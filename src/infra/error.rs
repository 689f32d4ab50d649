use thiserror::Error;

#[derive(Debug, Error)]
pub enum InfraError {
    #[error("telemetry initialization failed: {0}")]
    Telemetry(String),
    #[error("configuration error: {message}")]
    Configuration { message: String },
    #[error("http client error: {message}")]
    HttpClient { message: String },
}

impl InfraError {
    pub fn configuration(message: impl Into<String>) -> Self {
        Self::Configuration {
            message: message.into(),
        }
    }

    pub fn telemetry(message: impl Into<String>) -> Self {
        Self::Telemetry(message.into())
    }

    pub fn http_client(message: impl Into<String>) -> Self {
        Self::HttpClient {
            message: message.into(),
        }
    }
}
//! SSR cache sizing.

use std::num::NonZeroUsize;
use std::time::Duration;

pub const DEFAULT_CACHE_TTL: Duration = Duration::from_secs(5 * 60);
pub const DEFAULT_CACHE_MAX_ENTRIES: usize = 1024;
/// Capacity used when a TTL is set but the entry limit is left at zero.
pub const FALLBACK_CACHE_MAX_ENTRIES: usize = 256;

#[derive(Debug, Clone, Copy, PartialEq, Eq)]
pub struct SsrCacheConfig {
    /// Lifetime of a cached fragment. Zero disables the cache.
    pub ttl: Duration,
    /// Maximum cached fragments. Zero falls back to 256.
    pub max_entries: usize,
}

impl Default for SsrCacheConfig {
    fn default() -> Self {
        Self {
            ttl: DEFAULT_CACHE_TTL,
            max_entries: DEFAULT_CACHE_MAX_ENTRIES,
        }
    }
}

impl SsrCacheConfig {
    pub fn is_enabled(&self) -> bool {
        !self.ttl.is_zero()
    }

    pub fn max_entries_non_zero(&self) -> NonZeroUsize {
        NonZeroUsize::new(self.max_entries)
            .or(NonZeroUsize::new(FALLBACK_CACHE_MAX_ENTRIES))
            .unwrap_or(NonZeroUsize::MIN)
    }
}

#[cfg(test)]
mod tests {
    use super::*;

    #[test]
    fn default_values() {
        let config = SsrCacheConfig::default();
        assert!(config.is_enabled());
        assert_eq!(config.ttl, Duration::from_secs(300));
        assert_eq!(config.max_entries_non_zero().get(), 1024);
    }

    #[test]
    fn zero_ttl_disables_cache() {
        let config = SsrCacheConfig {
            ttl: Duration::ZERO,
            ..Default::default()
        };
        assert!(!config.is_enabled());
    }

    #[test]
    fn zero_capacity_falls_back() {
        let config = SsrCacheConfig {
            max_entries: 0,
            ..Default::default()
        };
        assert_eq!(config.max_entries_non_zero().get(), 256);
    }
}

────────────────────────────────────────

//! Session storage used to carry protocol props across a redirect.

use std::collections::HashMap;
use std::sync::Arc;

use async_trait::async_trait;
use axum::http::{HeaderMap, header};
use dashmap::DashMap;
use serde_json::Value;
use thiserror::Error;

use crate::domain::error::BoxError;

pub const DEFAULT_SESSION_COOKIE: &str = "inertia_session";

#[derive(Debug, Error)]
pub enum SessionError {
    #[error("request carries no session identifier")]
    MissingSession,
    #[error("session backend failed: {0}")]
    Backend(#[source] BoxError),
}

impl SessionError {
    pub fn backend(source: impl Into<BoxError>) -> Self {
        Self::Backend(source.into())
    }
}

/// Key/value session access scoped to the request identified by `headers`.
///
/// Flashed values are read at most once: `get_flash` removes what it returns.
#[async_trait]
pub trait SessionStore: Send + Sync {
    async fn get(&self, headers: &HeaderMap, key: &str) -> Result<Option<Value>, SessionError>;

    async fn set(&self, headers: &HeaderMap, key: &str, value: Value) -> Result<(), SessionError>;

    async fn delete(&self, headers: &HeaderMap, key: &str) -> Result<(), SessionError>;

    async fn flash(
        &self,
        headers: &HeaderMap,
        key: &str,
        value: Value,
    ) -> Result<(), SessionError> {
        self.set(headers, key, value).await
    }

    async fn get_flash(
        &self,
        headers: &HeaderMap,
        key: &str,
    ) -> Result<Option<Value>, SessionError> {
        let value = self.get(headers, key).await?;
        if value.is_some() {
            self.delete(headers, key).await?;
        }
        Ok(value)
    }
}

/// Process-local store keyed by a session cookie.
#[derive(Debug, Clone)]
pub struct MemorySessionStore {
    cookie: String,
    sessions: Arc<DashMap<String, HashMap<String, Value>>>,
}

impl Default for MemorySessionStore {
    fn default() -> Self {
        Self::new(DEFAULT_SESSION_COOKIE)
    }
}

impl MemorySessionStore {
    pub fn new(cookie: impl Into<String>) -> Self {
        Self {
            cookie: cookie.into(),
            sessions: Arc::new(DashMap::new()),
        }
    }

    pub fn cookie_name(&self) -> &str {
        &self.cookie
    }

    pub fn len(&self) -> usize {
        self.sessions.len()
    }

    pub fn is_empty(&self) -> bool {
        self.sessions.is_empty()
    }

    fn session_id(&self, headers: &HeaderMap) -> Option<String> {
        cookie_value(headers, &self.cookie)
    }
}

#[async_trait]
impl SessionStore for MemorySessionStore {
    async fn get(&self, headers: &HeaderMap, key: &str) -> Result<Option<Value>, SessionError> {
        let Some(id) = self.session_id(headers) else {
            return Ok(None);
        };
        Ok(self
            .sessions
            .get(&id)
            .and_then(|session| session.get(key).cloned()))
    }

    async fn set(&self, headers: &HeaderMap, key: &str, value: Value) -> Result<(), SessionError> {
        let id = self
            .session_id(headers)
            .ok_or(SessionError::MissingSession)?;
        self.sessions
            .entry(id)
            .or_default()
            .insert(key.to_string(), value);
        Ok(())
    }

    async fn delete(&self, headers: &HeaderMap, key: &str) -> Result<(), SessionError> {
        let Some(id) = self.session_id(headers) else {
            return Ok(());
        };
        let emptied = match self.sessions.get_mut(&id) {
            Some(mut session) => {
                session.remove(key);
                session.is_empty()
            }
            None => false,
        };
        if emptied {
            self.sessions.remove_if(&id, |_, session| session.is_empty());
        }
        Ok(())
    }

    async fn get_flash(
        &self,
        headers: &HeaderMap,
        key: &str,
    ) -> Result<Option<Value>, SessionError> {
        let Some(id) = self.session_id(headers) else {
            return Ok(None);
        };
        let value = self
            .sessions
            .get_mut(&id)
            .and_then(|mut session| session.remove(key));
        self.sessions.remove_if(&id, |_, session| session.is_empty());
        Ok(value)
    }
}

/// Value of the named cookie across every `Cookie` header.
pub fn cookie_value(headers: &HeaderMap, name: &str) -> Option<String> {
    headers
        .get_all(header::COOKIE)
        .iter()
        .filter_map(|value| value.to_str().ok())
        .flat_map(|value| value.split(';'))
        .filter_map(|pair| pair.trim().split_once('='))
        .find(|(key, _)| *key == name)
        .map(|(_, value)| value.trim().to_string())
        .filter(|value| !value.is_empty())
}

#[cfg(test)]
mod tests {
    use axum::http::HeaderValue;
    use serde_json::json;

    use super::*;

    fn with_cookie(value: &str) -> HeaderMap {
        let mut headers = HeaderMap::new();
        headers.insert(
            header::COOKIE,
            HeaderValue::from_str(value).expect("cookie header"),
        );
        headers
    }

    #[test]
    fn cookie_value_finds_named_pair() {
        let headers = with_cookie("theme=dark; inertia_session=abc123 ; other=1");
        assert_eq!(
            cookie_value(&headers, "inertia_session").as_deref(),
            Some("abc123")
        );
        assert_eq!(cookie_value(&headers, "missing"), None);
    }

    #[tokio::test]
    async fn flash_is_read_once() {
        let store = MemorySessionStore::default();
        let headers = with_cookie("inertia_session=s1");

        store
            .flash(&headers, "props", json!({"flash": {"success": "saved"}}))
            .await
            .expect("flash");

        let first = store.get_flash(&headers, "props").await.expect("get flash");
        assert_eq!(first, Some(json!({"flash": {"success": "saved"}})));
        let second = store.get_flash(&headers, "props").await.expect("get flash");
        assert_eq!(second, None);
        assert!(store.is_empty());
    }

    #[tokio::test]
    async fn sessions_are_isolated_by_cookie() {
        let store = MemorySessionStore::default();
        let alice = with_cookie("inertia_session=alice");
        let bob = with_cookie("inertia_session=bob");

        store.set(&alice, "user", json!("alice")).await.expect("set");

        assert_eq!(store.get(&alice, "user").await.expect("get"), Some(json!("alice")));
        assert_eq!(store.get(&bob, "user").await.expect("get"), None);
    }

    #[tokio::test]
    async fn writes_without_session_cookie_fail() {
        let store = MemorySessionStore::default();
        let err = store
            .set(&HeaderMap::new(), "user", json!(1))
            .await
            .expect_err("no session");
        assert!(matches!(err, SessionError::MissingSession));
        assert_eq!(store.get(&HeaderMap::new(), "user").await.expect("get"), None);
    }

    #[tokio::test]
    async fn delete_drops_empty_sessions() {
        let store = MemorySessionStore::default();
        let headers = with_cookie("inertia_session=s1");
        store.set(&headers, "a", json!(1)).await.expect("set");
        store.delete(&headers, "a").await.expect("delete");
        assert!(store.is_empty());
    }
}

────────────────────────────────────────

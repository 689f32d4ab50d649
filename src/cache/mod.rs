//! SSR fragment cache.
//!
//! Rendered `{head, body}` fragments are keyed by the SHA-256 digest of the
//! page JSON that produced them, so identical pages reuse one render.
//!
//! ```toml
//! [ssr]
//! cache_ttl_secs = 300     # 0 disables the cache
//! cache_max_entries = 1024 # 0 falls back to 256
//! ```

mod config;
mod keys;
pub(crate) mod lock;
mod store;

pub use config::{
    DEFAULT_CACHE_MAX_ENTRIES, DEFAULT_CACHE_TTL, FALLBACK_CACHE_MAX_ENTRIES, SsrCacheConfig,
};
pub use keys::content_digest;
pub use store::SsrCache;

────────────────────────────────────────

- [EXERCISE BRIEF]:
Search the entries above for the string "crate", and report each line where it occurs.

- [COMPLETED EXERCISE]:
use crate::domain::error::BoxError;
pub(crate) mod lock;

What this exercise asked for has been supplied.